Der Ochse bäumte sich halb auf, dann warf er sich herum, wollte fliehen, stieß jedoch mit Unalaq zusammen. Der große Eisbär sprang ihn an, gleich dahinter kam Toklo, und gemeinsam gelang es ihnen, den Ochsen aus dem Gleichgewicht zu bringen. Wild ausschlagend fiel er zu Boden. Ujurak und Illa stürzten sich sogleich auf sein Hinterteil, um ihn niederzuhalten. Keuchend kamen jetzt Lusa und Tunerq heran, packten seine Vorderläufe, während Toklo das Tier mit einem gewaltigen Hieb zur Strecke brachte.
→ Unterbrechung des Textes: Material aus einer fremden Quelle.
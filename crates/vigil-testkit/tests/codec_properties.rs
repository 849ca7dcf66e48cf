//! Codec round-trip properties over generated value trees

use proptest::prelude::*;
use vigil_core::codec::{decode, decode_item, encode, encode_item, AttributeWire};
use vigil_core::DynamicValue;
use vigil_testkit::strategies::{arb_dynamic_value, arb_item};

proptest! {
    #[test]
    fn decode_inverts_encode(value in arb_dynamic_value()) {
        let wire = encode(&value).unwrap();
        prop_assert_eq!(decode(&wire).unwrap(), value);
    }

    #[test]
    fn wire_survives_json_transport(value in arb_dynamic_value()) {
        let wire = encode(&value).unwrap();
        let json = serde_json::to_string(&wire).unwrap();
        let parsed: AttributeWire = serde_json::from_str(&json).unwrap();
        prop_assert_eq!(decode(&parsed).unwrap(), value);
    }

    #[test]
    fn items_keep_every_attribute(item in arb_item()) {
        let DynamicValue::Map(map) = item else { unreachable!() };
        let wire = encode_item(&map).unwrap();
        prop_assert_eq!(wire.len(), map.len());
        prop_assert_eq!(decode_item(&wire).unwrap(), map);
    }

    #[test]
    fn integers_use_plain_decimal_strings(n in -1_000_000_000i64..1_000_000_000) {
        let wire = encode(&DynamicValue::from(n)).unwrap();
        prop_assert_eq!(wire, AttributeWire::N(n.to_string()));
    }
}

#[test]
fn null_is_an_explicit_marker() {
    assert_eq!(encode(&DynamicValue::Null).unwrap(), AttributeWire::Null(true));
}
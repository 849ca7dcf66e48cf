//! Startup wiring
//!
//! Configuration is resolved once, in order: defaults, TOML file, `VIGIL_*`
//! environment variables, command line overrides. The validated record and
//! the collaborators built from it are then passed explicitly into the
//! execution service.

use anyhow::{Context, Result};
use std::path::{Path, PathBuf};
use std::sync::Arc;
use tracing::info;
use vigil_core::effects::{ObjectStoreEffects, TimeEffects};
use vigil_core::{ServiceConfig, VigilConfig};
use vigil_effects::{
    FilesystemObjectStoreHandler, FunctionRegistryHandler, MemoryKeyValueHandler,
    MemoryObjectStoreHandler, MemoryPubSubHandler, MemoryQueueHandler, RealTimeHandler,
    StatementRegistryHandler,
};
use vigil_engine::{Capabilities, ExecutionService, ScenarioCatalog, StepInterpreter};

/// Command line values that override the loaded configuration
#[derive(Debug, Clone, Default, PartialEq, Eq)]
pub struct ConfigOverrides {
    /// `server.bind_address`
    pub bind_address: Option<String>,
    /// `catalog.root`
    pub catalog_root: Option<PathBuf>,
    /// `default_environment`
    pub default_environment: Option<String>,
}

impl ConfigOverrides {
    fn entries(&self) -> Vec<(&'static str, String)> {
        let mut entries = Vec::new();
        if let Some(bind) = &self.bind_address {
            entries.push(("server.bind_address", bind.clone()));
        }
        if let Some(root) = &self.catalog_root {
            entries.push(("catalog.root", root.to_string_lossy().into_owned()));
        }
        if let Some(environment) = &self.default_environment {
            entries.push(("default_environment", environment.clone()));
        }
        entries
    }
}

/// Resolve and validate the service configuration
pub fn load_config(
    path: Option<&Path>,
    vars: impl IntoIterator<Item = (String, String)>,
    overrides: &ConfigOverrides,
) -> Result<ServiceConfig> {
    let mut config = match path {
        Some(path) => ServiceConfig::load_from_file(path)?,
        None => ServiceConfig::defaults(),
    };
    config.merge_with_vars(vars)?;
    for (key, value) in overrides.entries() {
        config.set_from_string(key, &value)?;
    }
    config.validate().context("invalid configuration")?;
    Ok(config)
}

/// Collaborators backed by local, in-process handlers
///
/// Objects live under `object_root` when given and in memory otherwise.
pub fn local_capabilities(object_root: Option<&Path>) -> Capabilities {
    let object_store: Arc<dyn ObjectStoreEffects> = match object_root {
        Some(root) => Arc::new(FilesystemObjectStoreHandler::new(root)),
        None => Arc::new(MemoryObjectStoreHandler::new()),
    };
    Capabilities {
        object_store,
        key_value: Arc::new(MemoryKeyValueHandler::new()),
        functions: Arc::new(FunctionRegistryHandler::with_builtins()),
        queues: Arc::new(MemoryQueueHandler::new()),
        pubsub: Arc::new(MemoryPubSubHandler::new()),
        relational: Arc::new(StatementRegistryHandler::new()),
        time: Arc::new(RealTimeHandler::new()),
    }
}

/// Load the catalog and assemble the execution service
pub fn build_service(config: ServiceConfig, capabilities: Capabilities) -> Result<ExecutionService> {
    let catalog = ScenarioCatalog::load(&config.catalog.root, &config.catalog.extension)
        .with_context(|| format!("failed to load scenarios from {}", config.catalog.root.display()))?;
    info!(
        scenarios = catalog.len(),
        default_environment = %config.default_environment,
        "execution service ready"
    );

    let time: Arc<dyn TimeEffects> = capabilities.time.clone();
    Ok(ExecutionService::new(
        Arc::new(config),
        Arc::new(catalog),
        Arc::new(StepInterpreter::new(capabilities)),
        time,
    ))
}

#[cfg(test)]
mod tests {
    use super::*;
    use std::io::Write;

    #[test]
    fn later_sources_win() {
        let mut file = tempfile::NamedTempFile::new().unwrap();
        writeln!(
            file,
            "default_environment = \"qa\"\n[server]\nbind_address = \"0.0.0.0:9000\""
        )
        .unwrap();

        let vars = vec![("VIGIL_BIND_ADDRESS".to_string(), "0.0.0.0:9100".to_string())];
        let overrides = ConfigOverrides {
            default_environment: Some("staging".to_string()),
            ..ConfigOverrides::default()
        };
        let config = load_config(Some(file.path()), vars, &overrides).unwrap();

        assert_eq!(config.server.bind_address, "0.0.0.0:9100");
        assert_eq!(config.default_environment, "staging");
    }

    #[test]
    fn invalid_configuration_is_rejected() {
        let overrides = ConfigOverrides {
            default_environment: Some("moon".to_string()),
            ..ConfigOverrides::default()
        };
        let err = load_config(None, Vec::new(), &overrides).unwrap_err();
        assert!(format!("{err:#}").contains("default_environment"));
    }

    #[test]
    fn missing_catalog_root_fails_startup() {
        let dir = tempfile::tempdir().unwrap();
        let mut config = ServiceConfig::defaults();
        config.catalog.root = dir.path().join("absent");

        let err = build_service(config, local_capabilities(None)).unwrap_err();
        assert!(format!("{err:#}").contains("Catalog root not found"));
    }
}
//! Properties of selection resolution and aggregation

use proptest::prelude::*;
use std::sync::Arc;
use vigil_engine::{aggregate, Scenario, ScenarioCatalog, SelectionError, SelectionResolver};
use vigil_testkit::strategies::{arb_outcomes, arb_request, arb_tag};

fn catalog_strategy() -> impl Strategy<Value = Arc<ScenarioCatalog>> {
    prop::collection::vec(prop::collection::vec(arb_tag(), 0..3), 1..8).prop_map(|tag_sets| {
        let scenarios = tag_sets
            .into_iter()
            .enumerate()
            .map(|(index, tags)| Scenario::tagged(format!("f{index}.toml"), tags));
        Arc::new(ScenarioCatalog::from_scenarios(scenarios).unwrap())
    })
}

fn catalog_and_request() -> impl Strategy<Value = (Arc<ScenarioCatalog>, vigil_engine::ExecutionRequest)> {
    catalog_strategy().prop_flat_map(|catalog| {
        let paths = catalog.paths();
        (Just(catalog), arb_request(paths))
    })
}

proptest! {
    #[test]
    fn feature_wins_over_tags((catalog, request) in catalog_and_request()) {
        let resolved = SelectionResolver::new(catalog.clone()).resolve(&request);

        match (&request.feature, &request.tags) {
            (Some(feature), _) if catalog.scenario_by_path(feature).is_some() => {
                let ids: Vec<String> = resolved.unwrap().iter().map(|s| s.id().to_string()).collect();
                prop_assert_eq!(ids, vec![feature.clone()]);
            }
            (Some(feature), _) => {
                prop_assert_eq!(resolved, Err(SelectionError::ScenarioNotFound(feature.clone())));
            }
            (None, Some(tags)) if !tags.is_empty() => {
                let resolved = resolved.unwrap();
                prop_assert!(resolved.iter().all(|s| tags.iter().any(|t| s.has_tag(t))));
                let expected = catalog
                    .all_scenarios()
                    .into_iter()
                    .filter(|s| tags.iter().any(|t| s.has_tag(t)))
                    .count();
                prop_assert_eq!(resolved.len(), expected);
            }
            (None, _) => {
                prop_assert_eq!(resolved.unwrap(), catalog.all_scenarios());
            }
        }
    }

    #[test]
    fn aggregate_counts_are_consistent(outcomes in arb_outcomes(), start in 0u64..1_000, span in 0u64..1_000) {
        let summary = aggregate(&outcomes, start, start + span, "reports/run");

        prop_assert_eq!(summary.total_scenarios, outcomes.len());
        prop_assert_eq!(summary.passed_scenarios + summary.failed_scenarios, summary.total_scenarios);
        prop_assert_eq!(summary.errors.len(), summary.failed_scenarios);
        prop_assert_eq!(summary.duration_ms, span);
        prop_assert_eq!(summary.timestamp, start + span);
    }

    #[test]
    fn aggregate_is_order_independent_and_pure(outcomes in arb_outcomes()) {
        let first = aggregate(&outcomes, 10, 20, "r");
        let again = aggregate(&outcomes, 10, 20, "r");
        prop_assert_eq!(&first, &again);

        let mut reversed = outcomes.clone();
        reversed.reverse();
        prop_assert_eq!(aggregate(&reversed, 10, 20, "r"), first);
    }
}
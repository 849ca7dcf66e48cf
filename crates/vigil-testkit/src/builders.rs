//! Scenario, catalog and service builders

use crate::time::ControllableClock;
use std::path::Path;
use std::sync::Arc;
use tempfile::TempDir;
use vigil_core::ServiceConfig;
use vigil_engine::{
    ExecutionService, Scenario, ScenarioCatalog, ScenarioExecutor, ScenarioFile, Step,
};

/// Builder for in-memory scenarios
#[derive(Debug, Clone)]
pub struct ScenarioBuilder {
    id: String,
    file: ScenarioFile,
}

impl ScenarioBuilder {
    /// Start a scenario with identifier `id`
    pub fn new(id: impl Into<String>) -> Self {
        Self {
            id: id.into(),
            file: ScenarioFile::default(),
        }
    }

    /// Add a tag
    pub fn tag(mut self, tag: impl Into<String>) -> Self {
        self.file.tags.push(tag.into());
        self
    }

    /// Set the description
    pub fn description(mut self, description: impl Into<String>) -> Self {
        self.file.description = description.into();
        self
    }

    /// Append a step
    pub fn step(mut self, step: Step) -> Self {
        self.file.steps.push(step);
        self
    }

    /// Finish the scenario
    pub fn build(self) -> Scenario {
        Scenario::new(self.id, self.file)
    }
}

/// Catalog over the given scenarios; panics on duplicate identifiers
pub fn catalog_from<I>(scenarios: I) -> Arc<ScenarioCatalog>
where
    I: IntoIterator<Item = Scenario>,
{
    Arc::new(ScenarioCatalog::from_scenarios(scenarios).expect("scenario ids are unique"))
}

/// Catalog of scenarios tagged as given, one `(id, tags)` pair each
pub fn tagged_catalog(entries: &[(&str, &[&str])]) -> Arc<ScenarioCatalog> {
    catalog_from(
        entries
            .iter()
            .map(|(id, tags)| Scenario::tagged(*id, tags.iter().copied())),
    )
}

/// Write scenario files under `root`, creating parent directories
pub fn write_scenario_files(root: &Path, files: &[(&str, &str)]) {
    for (relative, content) in files {
        let path = root.join(relative);
        if let Some(parent) = path.parent() {
            std::fs::create_dir_all(parent).unwrap();
        }
        std::fs::write(path, content).unwrap();
    }
}

/// Fresh temporary catalog root holding `files`
pub fn scenario_dir(files: &[(&str, &str)]) -> TempDir {
    let dir = TempDir::new().unwrap();
    write_scenario_files(dir.path(), files);
    dir
}

/// Service with default configuration, a clock frozen at 1 000 000 ms and
/// the given executor
pub fn service_with(
    catalog: Arc<ScenarioCatalog>,
    executor: impl ScenarioExecutor + 'static,
) -> ExecutionService {
    service_with_config(ServiceConfig::default(), catalog, executor)
}

/// Like [`service_with`], with an explicit configuration
pub fn service_with_config(
    config: ServiceConfig,
    catalog: Arc<ScenarioCatalog>,
    executor: impl ScenarioExecutor + 'static,
) -> ExecutionService {
    ExecutionService::new(
        Arc::new(config),
        catalog,
        Arc::new(executor),
        Arc::new(ControllableClock::new(1_000_000)),
    )
}

#[cfg(test)]
mod tests {
    use super::*;

    #[test]
    fn builds_tagged_scenarios() {
        let scenario = ScenarioBuilder::new("a.toml")
            .tag("@smoke")
            .description("demo")
            .step(Step::Sleep { ms: 1 })
            .build();

        assert!(scenario.has_tag("smoke"));
        assert_eq!(scenario.description(), "demo");
        assert_eq!(scenario.steps().len(), 1);
    }

    #[test]
    fn tagged_catalog_keeps_order() {
        let untagged: &[&str] = &[];
        let catalog = tagged_catalog(&[("b.toml", &["@x"]), ("a.toml", untagged)]);
        assert_eq!(catalog.paths(), vec!["b.toml", "a.toml"]);
    }
}
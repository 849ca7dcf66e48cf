//! Function invocation effect trait

use async_trait::async_trait;

/// Function invocation errors
#[derive(Debug, Clone, PartialEq, Eq, thiserror::Error)]
pub enum FunctionError {
    /// No function is registered under the name
    #[error("Function not found: {0}")]
    NotFound(String),
    /// The function ran and reported an error
    #[error("Function {name} failed: {reason}")]
    Failed {
        /// Function name
        name: String,
        /// Error reported by the function
        reason: String,
    },
}

/// Function invocation capability: name + payload in, payload out
#[async_trait]
pub trait FunctionEffects: Send + Sync {
    /// Invoke a function synchronously and return its response payload
    async fn invoke(&self, name: &str, payload: &str) -> Result<String, FunctionError>;
}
Es zuckte noch einmal kurz, dann lag es reglos da.
»Das war toll!«, rief Illa begeistert. »Hier gibt’s genug Beute, dass alle Bären satt werden!«
Unalaq war bereits dabei, seine Zähne in die Schulter des Ochsen zu schlagen, und riss sich einen riesigen Bissen Fleisch heraus. Toklo verkniff sich ein missbilligendes Knurren. Für eine kurze Zeit hatte er Seite an Seite mit dem großen Eisbären gejagt und dabei durchaus so etwas wie Kameradschaft empfunden. Unalaq war ein guter Jäger.
Aber er ist und bleibt eine Nervensäge, dachte Toklo, während er zusah, wie Unalaq sich gierig über den Ochsen hermachte.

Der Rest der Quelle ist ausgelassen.